После этого разговора, я понял, что тогда на рыбалке я совершил подлость, которую никогда не смогу себе простить.

К полуночи эта миниатюра была готова, я набрал ее в компьютере, распечатал в трёх экземплярах на принтере и, созвонившись с Андреем Михайловичем, отправился в Москву.
Он открыл дверь, протянул мне руку и, после пожатия, торопливо спрятал её в в левом рукаве махрового халата, как женщины прячут руки в муфте от мороза. Он щурился от яркого света в прихожей, и я не ощутил на себе доброго взгляда его серых глаз, каким он встретил меня в прошлый мой визит.

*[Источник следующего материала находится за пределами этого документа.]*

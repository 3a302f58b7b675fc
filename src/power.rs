//! Motor power shaping.

use serde::{Deserialize, Serialize};

/// Bounds applied to every power sent to a drive motor.
///
/// Small commands are pushed out to `±floor` so a motor is never told to
/// stop outright, and large ones are cut back to `±ceiling`.
#[derive(Clone, Copy, Debug, PartialEq, Serialize, Deserialize)]
pub struct PowerClamp {
    /// Smallest magnitude a motor is ever commanded with.
    pub floor: f32,
    /// Largest magnitude a motor is ever commanded with.
    pub ceiling: f32,
}

impl Default for PowerClamp {
    fn default() -> Self {
        Self {
            floor: 0.1,
            ceiling: 1.0,
        }
    }
}

impl PowerClamp {
    /// Shapes `power` into `[-ceiling, -floor] ∪ [floor, ceiling]`.
    ///
    /// Zero, negative zero and NaN have no direction and come out as `-floor`.
    /// Values below `-ceiling` are clamped to `-ceiling`; one of the bundled
    /// scripts never applied that lower bound, this does.
    #[must_use]
    pub fn apply(&self, power: f32) -> f32 {
        if power.is_nan() {
            return -self.floor;
        }

        if power.abs() <= self.floor {
            if power > 0.0 { self.floor } else { -self.floor }
        } else if power > self.ceiling {
            self.ceiling
        } else if power < -self.ceiling {
            -self.ceiling
        } else {
            power
        }
    }
}

/// Shapes `power` with the default `0.1` floor and `1.0` ceiling.
#[must_use]
pub fn clamp_power(power: f32) -> f32 {
    PowerClamp::default().apply(power)
}
//! TomaScan HTTP backend
//!
//! Serves the tomato-disease detection pipeline and the TomatBot chat
//! assistant over a small JSON API. Services are registered as lazy
//! singletons so a missing credential degrades one capability without
//! taking down the other.

pub mod config;
pub mod registry;
pub mod routes;
pub mod services;
pub mod state;

pub use config::{BackendKind, DiseaseConfig, LlmConfig, ServerConfig};
pub use registry::{HealthReport, ServiceRegistry, ServiceStatus};
pub use routes::create_router;
pub use state::AppState;
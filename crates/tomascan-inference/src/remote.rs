//! Hosted inference API backend
//!
//! Sends raw image bytes to a Hugging Face inference endpoint over HTTPS
//! and translates its three response shapes (score list, warm-up notice,
//! error object) into structured outcomes.

use crate::backend::InferenceBackend;
use crate::preprocess;
use async_trait::async_trait;
use std::time::Duration;
use tomascan_core::{Error, InferenceOutput, Result, ScoredLabel};
use tracing::debug;

/// Default plant-disease identification model endpoint.
pub const DEFAULT_MODEL_URL: &str =
    "https://api-inference.huggingface.co/models/linkanjarad/mobilenet_v2_1.0_224-plant-disease-identification";

/// Default timeout for inference calls.
pub const DEFAULT_TIMEOUT: Duration = Duration::from_secs(30);

/// Client for the hosted inference endpoint.
pub struct RemoteClassifier {
    http: reqwest::Client,
    model_url: String,
    api_token: String,
}

impl RemoteClassifier {
    /// Create a new client with an explicit request timeout.
    pub fn new(
        api_token: impl Into<String>,
        model_url: impl Into<String>,
        timeout: Duration,
    ) -> Result<Self> {
        let http = reqwest::Client::builder()
            .timeout(timeout)
            .build()
            .map_err(|e| Error::config(format!("failed to build HTTP client: {e}")))?;

        Ok(Self {
            http,
            model_url: model_url.into(),
            api_token: api_token.into(),
        })
    }
}

#[async_trait]
impl InferenceBackend for RemoteClassifier {
    async fn infer(&self, image_bytes: &[u8]) -> Result<InferenceOutput> {
        let content_type = preprocess::sniff_content_type(image_bytes);

        let response = self
            .http
            .post(&self.model_url)
            .header("Authorization", format!("Bearer {}", self.api_token))
            .header("Content-Type", content_type)
            .body(image_bytes.to_vec())
            .send()
            .await
            .map_err(|e| {
                if e.is_timeout() {
                    Error::connectivity("inference API request timed out")
                } else {
                    Error::connectivity(format!("failed to reach inference API: {e}"))
                }
            })?;

        debug!(status = %response.status(), content_type, "inference API response");

        let body = response
            .bytes()
            .await
            .map_err(|e| Error::connectivity(format!("failed to read inference response: {e}")))?;

        parse_inference_response(&body)
    }

    fn name(&self) -> &str {
        "remote"
    }
}

/// Parse the inference endpoint's JSON body.
///
/// An error object whose message starts with "Model" means the model is
/// still warming up and is reported as `Loading`, not as a failure.
pub(crate) fn parse_inference_response(body: &[u8]) -> Result<InferenceOutput> {
    if body.is_empty() {
        return Err(Error::remote_inference("empty response from inference API"));
    }

    let value: serde_json::Value = serde_json::from_slice(body)
        .map_err(|_| Error::remote_inference("invalid JSON from inference API"))?;

    if let Some(message) = value.get("error").and_then(|e| e.as_str()) {
        if message.starts_with("Model") {
            return Ok(InferenceOutput::Loading(message.to_string()));
        }
        return Err(Error::remote_inference(format!("model error: {message}")));
    }

    let labels: Vec<ScoredLabel> = serde_json::from_value(value)
        .map_err(|e| Error::remote_inference(format!("unexpected response shape: {e}")))?;

    Ok(InferenceOutput::Scores(labels))
}
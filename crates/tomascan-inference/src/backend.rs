//! Inference backend contract

use async_trait::async_trait;
use tomascan_core::{InferenceOutput, Result};

/// Contract shared by the local and remote inference backends.
///
/// Exactly one backend is active per deployment; selection happens once at
/// startup, never as a runtime fallback chain.
#[async_trait]
pub trait InferenceBackend: Send + Sync {
    /// Produce class scores for the given raw image bytes.
    async fn infer(&self, image_bytes: &[u8]) -> Result<InferenceOutput>;

    /// Backend name for logs and diagnostics.
    fn name(&self) -> &str;
}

- Вы не здоровы? – тревожно спросил я. – Может, я приду в другой день?
- Нет, нет, со мною всё в порядке, - тускло ответил он, - Просто ночью не выспался, бессонница замучила. Проходите в гостиную… Сегодня будете читать свой рассказ сами, у меня с глазами что-то неладно.
В гостиной он выключил работавший телевизор, занял свое привычное место за столом и с улыбкой сказал:
- Читайте с чувством, толком, расстановкой. Терпеть не могу гнусавых авторов, которым кажется, что такая манера чтения своих произведений заставляет слушателей содрогаться от их гениальности.

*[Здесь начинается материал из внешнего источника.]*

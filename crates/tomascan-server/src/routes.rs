//! HTTP routes and handlers

use axum::{
    extract::{Multipart, State},
    http::{HeaderValue, StatusCode},
    response::{IntoResponse, Response},
    routing::{get, post},
    Json, Router,
};
use serde::Deserialize;
use serde_json::json;
use tomascan_core::{Detection, Error};
use tomascan_llm::SuggestionLanguage;
use tower_http::cors::{Any, CorsLayer};
use tracing::{error, info, warn};

use crate::state::AppState;

pub fn create_router(state: AppState) -> Router {
    Router::new()
        .route("/health", get(health_check))
        .route("/metrics", get(metrics))
        .route("/api/test", get(api_test))
        .route("/api/chat", post(chat))
        .route("/api/disease/detect", post(detect))
        .route("/api/disease/detect-file", post(detect_file))
        .route("/api/disease/health", get(disease_health))
        .fallback(fallback)
        .layer(cors_layer(&state.config.cors_allowed_origins))
        .with_state(state)
}

fn cors_layer(allowed_origins: &[String]) -> CorsLayer {
    if allowed_origins.iter().any(|origin| origin == "*") {
        CorsLayer::new()
            .allow_origin(Any)
            .allow_methods(Any)
            .allow_headers(Any)
    } else {
        let origins: Vec<HeaderValue> = allowed_origins
            .iter()
            .filter_map(|origin| origin.parse().ok())
            .collect();
        CorsLayer::new()
            .allow_origin(origins)
            .allow_methods(Any)
            .allow_headers(Any)
    }
}

/// Overall service health, forcing construction of unbuilt services.
async fn health_check(State(state): State<AppState>) -> Response {
    let report = state.registry.health_check().await;
    (StatusCode::OK, Json(report)).into_response()
}

async fn metrics(State(state): State<AppState>) -> String {
    state.metrics_handle.render()
}

/// Connectivity probe used by the frontend during development.
async fn api_test() -> Json<serde_json::Value> {
    Json(json!({ "status": "success", "message": "API is working" }))
}

async fn fallback() -> (StatusCode, &'static str) {
    (StatusCode::NOT_FOUND, "Not found")
}

#[derive(Debug, Deserialize)]
struct ChatRequest {
    /// Optional so a missing field is a 400, not a deserialization reject.
    #[serde(default)]
    message: Option<String>,
}

/// Forum chat with the TomatBot assistant.
async fn chat(
    State(state): State<AppState>,
    Json(req): Json<ChatRequest>,
) -> Result<Json<serde_json::Value>, AppError> {
    metrics::counter!("tomascan_requests_total", "endpoint" => "chat").increment(1);

    let message = req
        .message
        .as_deref()
        .map(str::trim)
        .filter(|message| !message.is_empty())
        .ok_or_else(|| Error::validation("Message cannot be empty"))?;

    let llm = state.registry.llm().await;
    let reply = llm.chat_response(message).await?;
    Ok(Json(json!({ "response": reply })))
}

#[derive(Debug, Deserialize)]
#[serde(rename_all = "camelCase")]
struct DetectRequest {
    /// Base64 image payload, optionally a `data:image/...;base64,` URI.
    image: String,
    /// Attach an LLM-generated disease explanation to the response.
    #[serde(default)]
    request_llm_info: bool,
    /// Attach LLM-generated treatment suggestions to the response.
    #[serde(default)]
    request_treatment: bool,
}

/// Disease detection from a base64-encoded image.
async fn detect(
    State(state): State<AppState>,
    Json(req): Json<DetectRequest>,
) -> Result<Response, AppError> {
    metrics::counter!("tomascan_requests_total", "endpoint" => "detect").increment(1);

    let disease = state.registry.disease().await;
    let detection = disease.detect_payload(&req.image).await?;
    detection_response(&state, detection, req.request_llm_info, req.request_treatment).await
}

/// Disease detection from a multipart file upload. The image goes in the
/// `image` field.
async fn detect_file(
    State(state): State<AppState>,
    mut multipart: Multipart,
) -> Result<Response, AppError> {
    metrics::counter!("tomascan_requests_total", "endpoint" => "detect_file").increment(1);

    let mut image_bytes = None;
    while let Some(field) = multipart
        .next_field()
        .await
        .map_err(|e| Error::validation(format!("invalid multipart body: {e}")))?
    {
        if field.name() == Some("image") {
            let data = field
                .bytes()
                .await
                .map_err(|e| Error::validation(format!("failed to read image field: {e}")))?;
            image_bytes = Some(data);
        }
    }

    let image_bytes =
        image_bytes.ok_or_else(|| Error::validation("No image file provided"))?;
    if image_bytes.is_empty() {
        return Err(Error::validation("Image file is empty").into());
    }

    let disease = state.registry.disease().await;
    let detection = disease.detect(&image_bytes).await?;
    detection_response(&state, detection, false, false).await
}

/// Availability of the disease detection service alone.
async fn disease_health(State(state): State<AppState>) -> Json<serde_json::Value> {
    let disease = state.registry.disease().await;
    let status = if disease.is_available() {
        "available"
    } else {
        "unavailable"
    };
    Json(json!({ "status": status }))
}

/// Turn a detection into the wire response, optionally enriching the top
/// prediction with LLM commentary.
async fn detection_response(
    state: &AppState,
    detection: Detection,
    request_llm_info: bool,
    request_treatment: bool,
) -> Result<Response, AppError> {
    let predictions = match detection {
        Detection::Loading(message) => {
            info!("model is still loading");
            return Ok((
                StatusCode::ACCEPTED,
                Json(json!({ "status": "loading", "message": message })),
            )
                .into_response());
        }
        Detection::Predictions(predictions) => predictions,
    };

    let mut body = json!({ "prediction": &predictions });

    if request_llm_info {
        if let Some(top) = predictions.first() {
            let llm = state.registry.llm().await;
            match llm.disease_info(&top.label).await {
                Ok(info) => body["llmInfo"] = json!(info),
                Err(e) => {
                    warn!("failed to get disease information: {e}");
                    body["llmInfoError"] = json!("Failed to get disease information");
                }
            }
        }
    }

    if request_treatment {
        if let Some(top) = predictions.first() {
            let llm = state.registry.llm().await;
            match llm
                .treatment_suggestion(&top.label, SuggestionLanguage::default())
                .await
            {
                Ok(suggestion) => body["treatmentSuggestion"] = json!(suggestion),
                Err(e) => {
                    warn!("failed to get treatment suggestion: {e}");
                    body["treatmentSuggestionError"] = json!("Failed to get treatment suggestion");
                }
            }
        }
    }

    Ok(Json(body).into_response())
}

/// Maps domain errors onto HTTP responses.
pub struct AppError(Error);

impl From<Error> for AppError {
    fn from(err: Error) -> Self {
        Self(err)
    }
}

impl IntoResponse for AppError {
    fn into_response(self) -> Response {
        let (status, message) = match &self.0 {
            Error::Validation(msg) => (StatusCode::BAD_REQUEST, msg.clone()),
            Error::OutOfDomain { confidence } => {
                info!(confidence, "image rejected as out of domain");
                (
                    StatusCode::BAD_REQUEST,
                    "Please provide a clearer image of a tomato leaf".to_string(),
                )
            }
            Error::Unavailable(msg) => (StatusCode::SERVICE_UNAVAILABLE, msg.clone()),
            Error::Connectivity(msg)
            | Error::RemoteInference(msg)
            | Error::Inference(msg)
            | Error::Chat(msg) => {
                error!("request failed: {msg}");
                (StatusCode::INTERNAL_SERVER_ERROR, msg.clone())
            }
            other => {
                error!("request failed: {other}");
                (
                    StatusCode::INTERNAL_SERVER_ERROR,
                    "Internal server error".to_string(),
                )
            }
        };

        metrics::counter!("tomascan_errors_total").increment(1);
        (status, Json(json!({ "error": message }))).into_response()
    }
}

#[cfg(test)]
mod tests {
    use super::*;

    #[test]
    fn test_detect_request_camel_case() {
        let req: DetectRequest =
            serde_json::from_str(r#"{"image": "abcd", "requestLlmInfo": true}"#).unwrap();
        assert!(req.request_llm_info);
        assert!(!req.request_treatment);

        let req: DetectRequest = serde_json::from_str(r#"{"image": "abcd"}"#).unwrap();
        assert!(!req.request_llm_info);
    }

    #[test]
    fn test_error_status_mapping() {
        let cases = [
            (Error::validation("bad"), StatusCode::BAD_REQUEST),
            (
                Error::OutOfDomain { confidence: 0.4 },
                StatusCode::BAD_REQUEST,
            ),
            (
                Error::unavailable("down"),
                StatusCode::SERVICE_UNAVAILABLE,
            ),
            (
                Error::connectivity("timeout"),
                StatusCode::INTERNAL_SERVER_ERROR,
            ),
            (
                Error::remote_inference("bad response"),
                StatusCode::INTERNAL_SERVER_ERROR,
            ),
            (Error::chat("api error"), StatusCode::INTERNAL_SERVER_ERROR),
        ];
        for (err, expected) in cases {
            let response = AppError(err).into_response();
            assert_eq!(response.status(), expected);
        }
    }
}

Когда я закончил читать, он тут же не , не задумываясь, высказал свое мнение:
- Совсем не похоже на первую ваше миниатюру, но это говорит о том, что вы не захотели идти по проторенной дорожке. А главное в ней – это чувство вины,, которую не побоялись признать. Вы даже употребили слово «подлость», не опасаясь, что читатели осудят вас за ваш проступок. Но я вас понимаю, потому что в молодости тоже был самонадеянным, а порой и жестоким .Я думаю, что и главному редактору понравится такой подход к собственной персоне. А как насчет третьей миниатюры?

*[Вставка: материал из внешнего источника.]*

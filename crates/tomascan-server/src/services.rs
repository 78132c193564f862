//! Service wrappers
//!
//! Each wrapper owns the optional inner handle for one capability.
//! Construction failures are downgraded to an unavailable service instead
//! of aborting startup, so the other capability keeps serving.

use crate::config::{BackendKind, DiseaseConfig, LlmConfig};
use std::sync::Arc;
use std::time::Duration;
use tomascan_core::{Detection, Error, Result};
use tomascan_inference::{
    decode_image_payload, DeviceType, DiseaseDetector, InferenceBackend, LocalClassifier,
    LocalModelConfig, ModelSource, RemoteClassifier,
};
use tomascan_llm::{ChatClient, ChatSettings, SuggestionLanguage};
use tracing::{error, info, warn};

/// Chat assistant service.
pub struct LlmService {
    client: Option<ChatClient>,
}

impl LlmService {
    /// Construct from configuration, downgrading failures to unavailable.
    pub fn from_config(config: &LlmConfig) -> Self {
        let client = match config.api_key.as_deref() {
            Some(api_key) if !api_key.is_empty() => {
                let settings = ChatSettings {
                    model: config.model.clone(),
                    temperature: config.temperature,
                    max_tokens: config.max_tokens,
                };
                match ChatClient::new(api_key, settings) {
                    Ok(client) => {
                        info!("LLM service initialized");
                        Some(client)
                    }
                    Err(e) => {
                        error!("failed to initialize LLM service: {e}");
                        None
                    }
                }
            }
            _ => {
                warn!("no API key configured for LLM service");
                None
            }
        };

        Self { client }
    }

    /// Whether the underlying client was constructed successfully.
    pub fn is_available(&self) -> bool {
        self.client.is_some()
    }

    fn client(&self) -> Result<&ChatClient> {
        self.client
            .as_ref()
            .ok_or_else(|| Error::unavailable("LLM service is not available"))
    }

    /// Respond to a forum chat message.
    pub async fn chat_response(&self, user_message: &str) -> Result<String> {
        self.client()?.chat_response(user_message).await
    }

    /// Detailed information about a detected disease.
    pub async fn disease_info(&self, disease_name: &str) -> Result<String> {
        self.client()?.disease_info(disease_name).await
    }

    /// Treatment suggestions for a detected disease.
    pub async fn treatment_suggestion(
        &self,
        disease_name: &str,
        language: SuggestionLanguage,
    ) -> Result<String> {
        self.client()?
            .treatment_suggestion(disease_name, language)
            .await
    }
}

/// Disease detection service.
pub struct DiseaseService {
    detector: Option<DiseaseDetector>,
}

impl DiseaseService {
    /// Construct the configured backend, downgrading failures to
    /// unavailable. Availability is decided here, once, for the lifetime
    /// of the registry generation.
    pub fn from_config(config: &DiseaseConfig) -> Self {
        match build_backend(config) {
            Ok(backend) => {
                info!(backend = backend.name(), "disease service initialized");
                Self {
                    detector: Some(DiseaseDetector::new(backend)),
                }
            }
            Err(e) => {
                error!("failed to initialize disease service: {e}");
                Self { detector: None }
            }
        }
    }

    /// Whether the backend was constructed successfully.
    pub fn is_available(&self) -> bool {
        self.detector.is_some()
    }

    fn detector(&self) -> Result<&DiseaseDetector> {
        self.detector
            .as_ref()
            .ok_or_else(|| Error::unavailable("Disease detection service is not available"))
    }

    /// Detect disease from raw image bytes.
    pub async fn detect(&self, image_bytes: &[u8]) -> Result<Detection> {
        self.detector()?.detect(image_bytes).await
    }

    /// Detect disease from a base64 payload (optionally a data URI).
    pub async fn detect_payload(&self, payload: &str) -> Result<Detection> {
        let detector = self.detector()?;
        let image_bytes = decode_image_payload(payload)?;
        detector.detect(&image_bytes).await
    }
}

fn build_backend(config: &DiseaseConfig) -> Result<Arc<dyn InferenceBackend>> {
    match config.backend {
        BackendKind::Remote => {
            let api_token = config
                .api_token
                .as_deref()
                .filter(|token| !token.is_empty())
                .ok_or_else(|| Error::config("HUGGINGFACE_API_KEY not configured"))?;

            let classifier = RemoteClassifier::new(
                api_token,
                config.model_url.clone(),
                Duration::from_secs(config.timeout_secs),
            )?;
            Ok(Arc::new(classifier))
        }
        BackendKind::Local => {
            let model_path = config
                .model_path
                .clone()
                .ok_or_else(|| Error::config("model_path is required for the local backend"))?;

            let classifier = LocalClassifier::load(&LocalModelConfig {
                source: ModelSource::LocalPath(model_path),
                input_size: config.input_size,
                device: DeviceType::Cpu,
            })?;
            Ok(Arc::new(classifier))
        }
    }
}

#[cfg(test)]
mod tests {
    use super::*;
    use tomascan_core::Error;

    #[test]
    fn test_llm_service_without_key_is_unavailable() {
        let service = LlmService::from_config(&LlmConfig::default());
        assert!(!service.is_available());
    }

    #[test]
    fn test_llm_service_with_key_is_available() {
        let config = LlmConfig {
            api_key: Some("gsk_test".to_string()),
            ..Default::default()
        };
        assert!(LlmService::from_config(&config).is_available());
    }

    #[tokio::test]
    async fn test_unavailable_llm_call_fails_fast() {
        let service = LlmService::from_config(&LlmConfig::default());
        assert!(matches!(
            service.chat_response("halo").await,
            Err(Error::Unavailable(_))
        ));
    }

    #[test]
    fn test_disease_service_without_token_is_unavailable() {
        let service = DiseaseService::from_config(&DiseaseConfig::default());
        assert!(!service.is_available());
    }

    #[test]
    fn test_disease_service_remote_with_token_is_available() {
        let config = DiseaseConfig {
            api_token: Some("hf_test".to_string()),
            ..Default::default()
        };
        assert!(DiseaseService::from_config(&config).is_available());
    }

    #[test]
    fn test_disease_service_local_missing_weights_is_unavailable() {
        let config = DiseaseConfig {
            backend: BackendKind::Local,
            model_path: Some("/nonexistent/tomato.safetensors".into()),
            ..Default::default()
        };
        assert!(!DiseaseService::from_config(&config).is_available());
    }

    #[tokio::test]
    async fn test_detect_payload_validates_before_backend() {
        let config = DiseaseConfig {
            api_token: Some("hf_test".to_string()),
            ..Default::default()
        };
        let service = DiseaseService::from_config(&config);
        assert!(matches!(
            service.detect_payload("").await,
            Err(Error::Validation(_))
        ));
        assert!(matches!(
            service.detect_payload("!!!not base64!!!").await,
            Err(Error::Validation(_))
        ));
    }
}
//! Tomascan Inference
//!
//! Disease-inference pipeline: image normalization, interchangeable
//! inference backends (locally loaded Candle classifier or hosted
//! inference API), and the detector that composes them with domain
//! filtering and knowledge-base enrichment.

pub mod backend;
pub mod detector;
pub mod local;
pub mod preprocess;
pub mod remote;

pub use backend::InferenceBackend;
pub use detector::DiseaseDetector;
pub use local::{DeviceType, LocalClassifier, LocalModelConfig, ModelSource};
pub use preprocess::{decode_image_payload, normalize_image, sniff_content_type};
pub use remote::{RemoteClassifier, DEFAULT_MODEL_URL};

- Она почти сложилась.. Пока только в моей голове, но отпечатать её я смогу уже завтра.
Андрей Михайлович задумался, потом решительно встал из-за стола и приказал:
- Садитесь на моё место, включайте ноутбук и пишите… А вот тот старик, что сейчас у вас а спиной, будет следить, чтобы вы не нагородили глупостей. А я пойду отдохнуть в спальне, Если засну, разбудите….
Я обернулся и увидел на стене большой портрет Льва Толстого, сурово смотревшего на меня пристальным взглядом из под густых бровей.

Ровно через час я закончил печатать миниатюру, в которой описал нашу с Фаиной Анатольевной поездку на могилку её мамы. Её Андрей Михайлович прочёл сам и тут же похвалил:
- Тоже необычно и глубоко.... Вы на машине? Подбросьте меня, пожалуйста, на Тверскую. Нет, в редакцию вы заходить не будете, я управлюсь сам. Не хочу знакомить вас с главным редактором. Мрачная личность, скажу я вам . Но в литературе толк знает, ошибается редко, потому что в лагерях три года провел, еще при Сталине.
- Так сколько же ему лет?
- Недавно стукнуло девяносто . Говорят, что люди творческих профессий живут и работают долго…
А спустя месяц вышел номер журнала с моими миниатюрами, в редакции мне выдали гонорар и десять авторских экземпляров, и еще десять я приобрел за изрядную сумму из заработанных денег. Вернувшись домой, я соорудил на стене полку и выставил на неё журналы со своим творчеством.
А вечером приехала Ника и достала из своей суки и еще пять экземпляров..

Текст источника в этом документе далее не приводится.